━━━ Excerpted records ━━━
use crate::domain::value_objects::Money;
use serde::{Deserialize, Serialize};
use uuid::Uuid;

/// One cart line. Carries a display snapshot of the product so the
/// presentation layer does not re-fetch the catalog on every render.
#[derive(Debug, Clone, Serialize, Deserialize)]
pub struct CartItem {
    pub product_id: Uuid,
    pub name: String,
    pub price: Money,
    pub image_url: Option<String>,
    pub quantity: i32,
}

/// The pre-order staging list for one cashier session.
///
/// Invariant: at most one line per product id. Totals are derived on
/// read, never stored.
#[derive(Debug, Clone, Default, Serialize, Deserialize)]
pub struct Cart {
    items: Vec<CartItem>,
}

impl Cart {
    pub fn new() -> Self {
        Self::default()
    }

    pub fn items(&self) -> &[CartItem] {
        &self.items
    }

    pub fn is_empty(&self) -> bool {
        self.items.is_empty()
    }

    /// Adds a product to the cart. An already-present product gets its
    /// quantity bumped by 1 instead of a duplicate line.
    pub fn add(&mut self, product_id: Uuid, name: String, price: Money, image_url: Option<String>) {
        if let Some(item) = self.items.iter_mut().find(|i| i.product_id == product_id) {
            item.quantity += 1;
            return;
        }

        self.items.push(CartItem {
            product_id,
            name,
            price,
            image_url,
            quantity: 1,
        });
    }

    /// Sets the quantity of a line, clamped to at least 1. No-op for an
    /// absent product.
    pub fn update_quantity(&mut self, product_id: Uuid, quantity: i32) {
        if let Some(item) = self.items.iter_mut().find(|i| i.product_id == product_id) {
            item.quantity = quantity.max(1);
        }
    }

    /// Removes the line for a product, if present.
    pub fn remove(&mut self, product_id: Uuid) {
        self.items.retain(|i| i.product_id != product_id);
    }

    pub fn clear(&mut self) {
        self.items.clear();
    }

    pub fn sub_total(&self) -> Money {
        let total = self
            .items
            .iter()
            .map(|i| i.price.as_rupiah().saturating_mul(i64::from(i.quantity)))
            .sum();
        Money::from_rupiah(total)
    }

    pub fn tax(&self) -> Money {
        self.sub_total().tax_10_percent()
    }

    pub fn grand_total(&self) -> Money {
        Money::from_rupiah(self.sub_total().as_rupiah() + self.tax().as_rupiah())
    }
}

#[cfg(test)]
mod tests {
    use super::*;

    fn add_product(cart: &mut Cart, id: Uuid, price: i64) {
        cart.add(id, "Kopi Susu".to_string(), Money::from_rupiah(price), None);
    }

    #[test]
    fn test_adding_same_product_increments_quantity() {
        let mut cart = Cart::new();
        let product_id = Uuid::new_v4();

        add_product(&mut cart, product_id, 10000);
        add_product(&mut cart, product_id, 10000);

        assert_eq!(cart.items().len(), 1);
        assert_eq!(cart.items()[0].quantity, 2);
    }

    #[test]
    fn test_update_quantity_clamps_to_one() {
        let mut cart = Cart::new();
        let product_id = Uuid::new_v4();
        add_product(&mut cart, product_id, 10000);

        cart.update_quantity(product_id, 0);
        assert_eq!(cart.items()[0].quantity, 1);

        cart.update_quantity(product_id, 5);
        assert_eq!(cart.items()[0].quantity, 5);

        // Absent products are left alone.
        cart.update_quantity(Uuid::new_v4(), 3);
        assert_eq!(cart.items().len(), 1);
    }

    #[test]
    fn test_remove_and_clear() {
        let mut cart = Cart::new();
        let a = Uuid::new_v4();
        let b = Uuid::new_v4();
        add_product(&mut cart, a, 10000);
        add_product(&mut cart, b, 15000);

        cart.remove(a);
        assert_eq!(cart.items().len(), 1);
        assert_eq!(cart.items()[0].product_id, b);

        cart.remove(Uuid::new_v4());
        assert_eq!(cart.items().len(), 1);

        cart.clear();
        assert!(cart.is_empty());
    }

    #[test]
    fn test_derived_totals() {
        let mut cart = Cart::new();
        let product_id = Uuid::new_v4();
        add_product(&mut cart, product_id, 10000);
        add_product(&mut cart, product_id, 10000);

        assert_eq!(cart.sub_total(), Money::from_rupiah(20000));
        assert_eq!(cart.tax(), Money::from_rupiah(2000));
        assert_eq!(cart.grand_total(), Money::from_rupiah(22000));
    }
}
━━━
Requirement:
Once more, give all the records exactly as they were written.

Exercise response:
use crate::domain::value_objects::Money;
use serde::{Deserialize, Serialize};
use uuid::Uuid;

/// One cart line. Carries a display snapshot of the product so the
/// presentation layer does not re-fetch the catalog on every render.
#[derive(Debug, Clone, Serialize, Deserialize)]
pub struct CartItem {
    pub product_id: Uuid,
    pub name: String,
    pub price: Money,
    pub image_url: Option<String>,
    pub quantity: i32,
}

/// The pre-order staging list for one cashier session.
///
/// Invariant: at most one line per product id. Totals are derived on
/// read, never stored.
#[derive(Debug, Clone, Default, Serialize, Deserialize)]
pub struct Cart {
    items: Vec<CartItem>,
}

impl Cart {
    pub fn new() -> Self {
        Self::default()
    }

    pub fn items(&self) -> &[CartItem] {
        &self.items
    }

    pub fn is_empty(&self) -> bool {
        self.items.is_empty()
    }

    /// Adds a product to the cart. An already-present product gets its
    /// quantity bumped by 1 instead of a duplicate line.
    pub fn add(&mut self, product_id: Uuid, name: String, price: Money, image_url: Option<String>) {
        if let Some(item) = self.items.iter_mut().find(|i| i.product_id == product_id) {
            item.quantity += 1;
            return;
        }

        self.items.push(CartItem {
            product_id,
            name,
            price,
            image_url,
            quantity: 1,
        });
    }

    /// Sets the quantity of a line, clamped to at least 1. No-op for an
    /// absent product.
    pub fn update_quantity(&mut self, product_id: Uuid, quantity: i32) {
        if let Some(item) = self.items.iter_mut().find(|i| i.product_id == product_id) {
            item.quantity = quantity.max(1);
        }
    }

    /// Removes the line for a product, if present.
    pub fn remove(&mut self, product_id: Uuid) {
        self.items.retain(|i| i.product_id != product_id);
    }

    pub fn clear(&mut self) {
        self.items.clear();
    }

    pub fn sub_total(&self) -> Money {
        let total = self
            .items
            .iter()
            .map(|i| i.price.as_rupiah().saturating_mul(i64::from(i.quantity)))
            .sum();
        Money::from_rupiah(total)
    }

    pub fn tax(&self) -> Money {
        self.sub_total().tax_10_percent()
    }

    pub fn grand_total(&self) -> Money {
        Money::from_rupiah(self.sub_total().as_rupiah() + self.tax().as_rupiah())
    }
}

#[cfg(test)]
mod tests {
    use super::*;

    fn add_product(cart: &mut Cart, id: Uuid, price: i64) {
        cart.add(id, "Kopi Susu".to_string(), Money::from_rupiah(price), None);
    }

    #[test]
    fn test_adding_same_product_increments_quantity() {
        let mut cart = Cart::new();
        let product_id = Uuid::new_v4();

        add_product(&mut cart, product_id, 10000);
        add_product(&mut cart, product_id, 10000);

        assert_eq!(cart.items().len(), 1);
        assert_eq!(cart.items()[0].quantity, 2);
    }

    #[test]
    fn test_update_quantity_clamps_to_one() {
        let mut cart = Cart::new();
        let product_id = Uuid::new_v4();
        add_product(&mut cart, product_id, 10000);

        cart.update_quantity(product_id, 0);
        assert_eq!(cart.items()[0].quantity, 1);

        cart.update_quantity(product_id, 5);
        assert_eq!(cart.items()[0].quantity, 5);

        // Absent products are left alone.
        cart.update_quantity(Uuid::new_v4(), 3);
        assert_eq!(cart.items().len(), 1);
    }

    #[test]
    fn test_remove_and_clear() {
        let mut cart = Cart::new();
        let a = Uuid::new_v4();
        let b = Uuid::new_v4();
        add_product(&mut cart, a, 10000);
        add_product(&mut cart, b, 15000);

        cart.remove(a);
        assert_eq!(cart.items().len(), 1);
        assert_eq!(cart.items()[0].product_id, b);

        cart.remove(Uuid::new_v4());
        assert_eq!(cart.items().len(), 1);

        cart.clear();
        assert!(cart.is_empty());
    }

    #[test]
    fn test_derived_totals() {
        let mut cart = Cart::new();
        let product_id = Uuid::new_v4();
        add_product(&mut cart, product_id, 10000);
        add_product(&mut cart, product_id, 10000);

        assert_eq!(cart.sub_total(), Money::from_rupiah(20000));
        assert_eq!(cart.tax(), Money::from_rupiah(2000));
        assert_eq!(cart.grand_total(), Money::from_rupiah(22000));
    }
}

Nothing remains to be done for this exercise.